Watch Dogs: Legion Hands-On Preview – Seriously Impressive

I got to spend about 45 minutes with Watch Dogs: Legion earlier today and as a massive fan of the Watch Dogs franchise, I’m pretty damn excited by what I saw. I got to play through one main mission, go through the recruitment process of multiple characters within the world and also just mess around and fail miserably as you often do with Watch Dogs games.

The game has been in development for four years and it shows. Taking place in London, it’s absolutely gorgeous. Certain parts are dark and dingy as you’d expect whilst other parts are clearly more youthful, filled with colour and have a much more grungy feel.

London is exactly as you’d expect. Double-decker buses, the Tube, the cute little taxies. Much like how Watch Dogs 2 channeled San Francisco’s spirit so well, this is a damn good recreation of London, and if you’ve been there before, you’ll be noticing sights at every turn.

With no protagonist, the city and world are definitely the star, which is why Ubisoft has introduced the play as anyone mechanic. DedSec is much more of a resistant group now, rather than a hacking group and it’s your task to recruit people from the world.

This works as exactly how Ubisoft described it. You can target anyone in the world with your profiler. This will tell you how loyal they already are to DedSec, what they do in their everyday life, their specialties and any other people that they might know in the world. You’ll then need to use this information to perform some tasks (such as clearing their name or finding a person that has killed their relative) in order to build up their loyalty to you before you can recruit them into your squad.

You can have 20 operatives at any given time and you can fast travel between them providing you’re not in combat. If one operative dies, you can either let them get arrested (and then you’ll need to infiltrate a police facility to get them out) or bring them straight back to life. If they die a second time, they’ll be gone forever. You’ll never be able to get that character back again.

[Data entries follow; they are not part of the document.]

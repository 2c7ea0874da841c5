//! Field normalizer: raw record to canonical, typed, validated fields.

use serde::{Deserialize, Serialize};

use crate::model::{
    Anomaly, AnomalyReason, FieldState, FieldTrace, FieldValue, NormalizedRecord, Number,
    RawEntry, RawRecord,
};

use super::spec::{FieldSpec, FieldSpecTable, RangeCheck};

/// Normalized record of one entity plus the anomalies found on the way.
#[derive(Debug, Clone, Default, PartialEq, Serialize, Deserialize)]
pub struct Normalized {
    /// Canonical fields and trace
    pub record: NormalizedRecord,

    /// Extraction, range and duplicate anomalies
    pub anomalies: Vec<Anomaly>,
}

/// Normalize one raw record against a rule table.
///
/// Raw entries are visited in record order. Every entry leaves at least one
/// trace entry, so no raw key disappears without explanation.
pub fn normalize(entity_id: &str, raw: &RawRecord, specs: &FieldSpecTable) -> Normalized {
    let mut out = Normalizer {
        entity_id,
        normalized: Normalized {
            record: NormalizedRecord::new(entity_id),
            anomalies: Vec::new(),
        },
    };

    for entry in raw {
        let matching: Vec<&FieldSpec> = specs.matching(entry).collect();

        if matching.is_empty() {
            let value = match &entry.value {
                Some(text) => FieldValue::Text(text.clone()),
                None => FieldValue::Absent,
            };
            out.store(entry, &entry.key, value, FieldState::PassedThrough);
        } else if matching.iter().any(|s| s.is_deletion()) {
            out.trace(entry, None, FieldState::Deleted);
        } else {
            for spec in matching {
                out.apply(entry, spec);
            }
        }
    }

    let normalized = out.normalized;
    log::debug!(
        "entity {}: {} raw keys -> {} fields, {} anomalies",
        entity_id,
        raw.len(),
        normalized.record.len(),
        normalized.anomalies.len()
    );
    normalized
}

struct Normalizer<'a> {
    entity_id: &'a str,
    normalized: Normalized,
}

impl Normalizer<'_> {
    fn apply(&mut self, entry: &RawEntry, spec: &FieldSpec) {
        let Some(text) = entry.value.as_deref() else {
            self.store(entry, &spec.name, FieldValue::Absent, FieldState::PassedThrough);
            return;
        };
        if spec.extract.is_none() {
            let value = FieldValue::Text(text.to_string());
            self.store(entry, &spec.name, value, FieldState::PassedThrough);
            return;
        }

        let Some(number) = spec.capture(text).and_then(Number::parse) else {
            if self.store(entry, &spec.name, FieldValue::Absent, FieldState::FlaggedExtraction) {
                self.anomaly(&spec.name, entry, AnomalyReason::ExtractionFailed);
            }
            return;
        };

        let value = FieldValue::Numeric(number);
        match spec.check_range(number) {
            RangeCheck::Unchecked => {
                self.store(entry, &spec.name, value, FieldState::Unchecked);
            }
            RangeCheck::Within => {
                self.store(entry, &spec.name, value, FieldState::Validated);
            }
            RangeCheck::Outside(range) => {
                if self.store(entry, &spec.name, value, FieldState::FlaggedRange) {
                    let reason = AnomalyReason::OutOfRange {
                        value: number,
                        min: range.min,
                        max: range.max,
                    };
                    self.anomaly(&spec.name, entry, reason);
                }
            }
        }
    }

    /// Store a field unless its name is taken. Returns `false` on a duplicate.
    ///
    /// The first raw entry to reach a name keeps it, even when its value is
    /// absent after a failed extraction; later entries are duplicates.
    fn store(&mut self, entry: &RawEntry, field: &str, value: FieldValue, state: FieldState) -> bool {
        if self.normalized.record.contains(field) {
            log::warn!(
                "entity {}: field '{}' from '{}' already set, dropping",
                self.entity_id,
                field,
                entry.key
            );
            self.trace(entry, Some(field), FieldState::Duplicate);
            self.anomaly(field, entry, AnomalyReason::DuplicateField);
            return false;
        }
        self.normalized.record.fields.insert(field.to_string(), value);
        self.trace(entry, Some(field), state);
        true
    }

    fn trace(&mut self, entry: &RawEntry, field: Option<&str>, state: FieldState) {
        self.normalized.record.trace.push(FieldTrace {
            raw_key: entry.key.clone(),
            field: field.map(str::to_string),
            state,
        });
    }

    fn anomaly(&mut self, field: &str, entry: &RawEntry, reason: AnomalyReason) {
        self.normalized.anomalies.push(Anomaly::new(
            self.entity_id,
            field,
            entry.value.clone(),
            reason,
        ));
    }
}
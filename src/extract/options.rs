//! Extraction options and configuration.

use crate::model::DEFAULT_COLLISION_MARKER;

/// Cell text that marks the selected column of a pivot table.
pub const DEFAULT_MARK: &str = "X";

/// Headline that the site serves in place of a missing entity.
pub const DEFAULT_PLACEHOLDER_HEADING: &str = "Retrieve a Saved Search";

/// Options for turning an entity's pages into a raw record.
#[derive(Debug, Clone)]
pub struct ExtractOptions {
    /// Cell text marking the selected column in a pivot table
    pub mark: String,

    /// Character appended to a colliding label until its key is unique
    pub collision_marker: char,

    /// Record key for the first page's headline (`None` = skip it)
    pub headline_label: Option<String>,

    /// Record key for the first page's summary paragraph (`None` = skip it)
    pub summary_label: Option<String>,

    /// Headlines of pages that stand in for a missing entity; such pages
    /// contribute nothing
    pub placeholder_headings: Vec<String>,

    /// Whether to process entities in parallel
    pub parallel: bool,
}

impl ExtractOptions {
    /// Create new extract options with defaults.
    pub fn new() -> Self {
        Self::default()
    }

    /// Set the pivot mark.
    pub fn with_mark(mut self, mark: impl Into<String>) -> Self {
        self.mark = mark.into();
        self
    }

    /// Set the collision marker.
    pub fn with_collision_marker(mut self, marker: char) -> Self {
        self.collision_marker = marker;
        self
    }

    /// Set the key for the headline field (`None` disables it).
    pub fn with_headline_label(mut self, label: Option<&str>) -> Self {
        self.headline_label = label.map(str::to_string);
        self
    }

    /// Set the key for the summary field (`None` disables it).
    pub fn with_summary_label(mut self, label: Option<&str>) -> Self {
        self.summary_label = label.map(str::to_string);
        self
    }

    /// Read tables only: no headline or summary fields.
    pub fn tables_only(mut self) -> Self {
        self.headline_label = None;
        self.summary_label = None;
        self
    }

    /// Add a placeholder headline.
    pub fn with_placeholder_heading(mut self, heading: impl Into<String>) -> Self {
        self.placeholder_headings.push(heading.into());
        self
    }

    /// Enable or disable parallel processing.
    pub fn with_parallel(mut self, parallel: bool) -> Self {
        self.parallel = parallel;
        self
    }

    /// Disable parallel processing.
    pub fn sequential(mut self) -> Self {
        self.parallel = false;
        self
    }

    /// Check if a page headline marks a placeholder page.
    pub fn is_placeholder(&self, headline: Option<&str>) -> bool {
        headline
            .map(str::trim)
            .is_some_and(|h| self.placeholder_headings.iter().any(|p| p == h))
    }
}

impl Default for ExtractOptions {
    fn default() -> Self {
        Self {
            mark: DEFAULT_MARK.to_string(),
            collision_marker: DEFAULT_COLLISION_MARKER,
            headline_label: Some("Name".to_string()),
            summary_label: Some("Desc".to_string()),
            placeholder_headings: vec![DEFAULT_PLACEHOLDER_HEADING.to_string()],
            parallel: true,
        }
    }
}
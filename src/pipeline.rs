//! End-to-end processing: pages of an entity to a normalized report.

use rayon::prelude::*;
use serde::{Deserialize, Serialize};

use crate::extract::{extract_entity, ExtractOptions, ExtractionStats};
use crate::fields::{normalize, FieldSpecTable};
use crate::model::{Anomaly, EntityPages, NormalizedRecord, RawRecord};

/// Everything produced for one entity with data.
#[derive(Debug, Clone, PartialEq, Serialize, Deserialize)]
pub struct EntityReport {
    /// Entity identifier
    pub entity_id: String,

    /// Merged raw record
    pub raw: RawRecord,

    /// Normalized record
    pub normalized: NormalizedRecord,

    /// Structural anomalies first, then normalization anomalies
    pub anomalies: Vec<Anomaly>,

    /// Extraction statistics
    pub stats: ExtractionStats,
}

/// Result of processing one entity.
#[derive(Debug, Clone, PartialEq, Serialize, Deserialize)]
#[serde(tag = "outcome", rename_all = "snake_case")]
pub enum EntityOutcome {
    /// At least one field was extracted
    Record(EntityReport),

    /// Nothing could be extracted (placeholder or table-less pages)
    NoData {
        /// Entity identifier
        entity_id: String,
        /// Structural anomalies found before giving up
        anomalies: Vec<Anomaly>,
    },
}

impl EntityOutcome {
    /// Entity identifier.
    pub fn entity_id(&self) -> &str {
        match self {
            EntityOutcome::Record(report) => &report.entity_id,
            EntityOutcome::NoData { entity_id, .. } => entity_id,
        }
    }

    /// The report, if the entity had data.
    pub fn report(&self) -> Option<&EntityReport> {
        match self {
            EntityOutcome::Record(report) => Some(report),
            EntityOutcome::NoData { .. } => None,
        }
    }

    /// Every anomaly recorded for the entity.
    pub fn anomalies(&self) -> &[Anomaly] {
        match self {
            EntityOutcome::Record(report) => &report.anomalies,
            EntityOutcome::NoData { anomalies, .. } => anomalies,
        }
    }

    /// Check if this is a no-data outcome.
    pub fn is_no_data(&self) -> bool {
        matches!(self, EntityOutcome::NoData { .. })
    }
}

/// Extract and normalize one entity.
pub fn process_entity(
    entity: &EntityPages,
    specs: &FieldSpecTable,
    options: &ExtractOptions,
) -> EntityOutcome {
    let extraction = extract_entity(entity, options);
    if extraction.is_empty() {
        log::debug!("entity {}: no data", entity.id);
        return EntityOutcome::NoData {
            entity_id: extraction.entity_id,
            anomalies: extraction.anomalies,
        };
    }

    let normalized = normalize(&extraction.entity_id, &extraction.record, specs);
    let mut anomalies = extraction.anomalies;
    anomalies.extend(normalized.anomalies);

    EntityOutcome::Record(EntityReport {
        entity_id: extraction.entity_id,
        raw: extraction.record,
        normalized: normalized.record,
        anomalies,
        stats: extraction.stats,
    })
}

/// Process many entities, in parallel unless the options say otherwise.
///
/// Outcomes come back in input order.
pub fn process_entities(
    entities: &[EntityPages],
    specs: &FieldSpecTable,
    options: &ExtractOptions,
) -> Vec<EntityOutcome> {
    process_entities_with(entities, specs, options, |_| {})
}

/// Like [`process_entities`], calling `on_done` as each entity finishes.
///
/// With parallel processing `on_done` runs on worker threads, in completion
/// order.
pub fn process_entities_with<F>(
    entities: &[EntityPages],
    specs: &FieldSpecTable,
    options: &ExtractOptions,
    on_done: F,
) -> Vec<EntityOutcome>
where
    F: Fn(&EntityOutcome) + Sync,
{
    let run = |entity: &EntityPages| {
        let outcome = process_entity(entity, specs, options);
        on_done(&outcome);
        outcome
    };

    if options.parallel {
        entities.par_iter().map(run).collect()
    } else {
        entities.iter().map(run).collect()
    }
}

Whilst it’s unclear exactly how this character generation process is working, Ubisoft says that these characters are very much living and breathing. For instance, a character that has recently lost someone in the world might be able to be found grieving them at the cemetery at a certain time of the day. When you’re playing as them they also have their own physical attributes. For instance, as you probably saw in the demo, playing as an older woman/man, will mean that they’re less mobile than someone who has more physical ability.

You can also assign a class to each operator. There’s Enforcer, which is very much all guns blazing (complete with sticky mine), Infiltrator who is extremely stealthy (and can go invisible temporarily) and Hacker who plays similarly to the protagonist of previous games (complete with turrets/spiderbot). Once you’ve picked a class, you can also unlock abilities as you go through.

For the most part, the gunplay felt the same, except now there’s a lot of non-lethal weapons, which you can use stealthily to take down enemies. This is also improved by the new melee system, which feels a lot better than in previous games. It’s a lot more dynamic and allows you to pull off combos that can result in quickly executing your enemy with a gun or the like.

Something else that I got to experience is how your operators react in cut scenes. Obviously, it’s one thing to say that can play as anyone and have them feel like empty shells, but these characters have their own voices, mannerisms and react completely different in the same cutscene to that of another operator.

Watch Dogs has always been a fun game and it looks no different here. There’s a tonne of vehicles to hack, new rideable turrets that you can take control have and driverless cars that will take you around the world. You can also fast travel via the Tube which makes a lot of sense.

I’m extremely intrigued to see how the model of no protagonist works out, but I think that this is the type of game that it’d work perfectly for. The protagonists from the last two games weren’t all that memorable, so having a wealth of operators to take charge of, and being able to nurture your favourites through the story (without getting them permakilled) is something that will give a lot greater weight. The game will also have online once again, with four player co-op, but they wouldn’t talk too much about this at this point.

Watch Dogs Legion releases on March 4th, 2020.

Shannon traveled to E3 in LA as a guest of Ubisoft.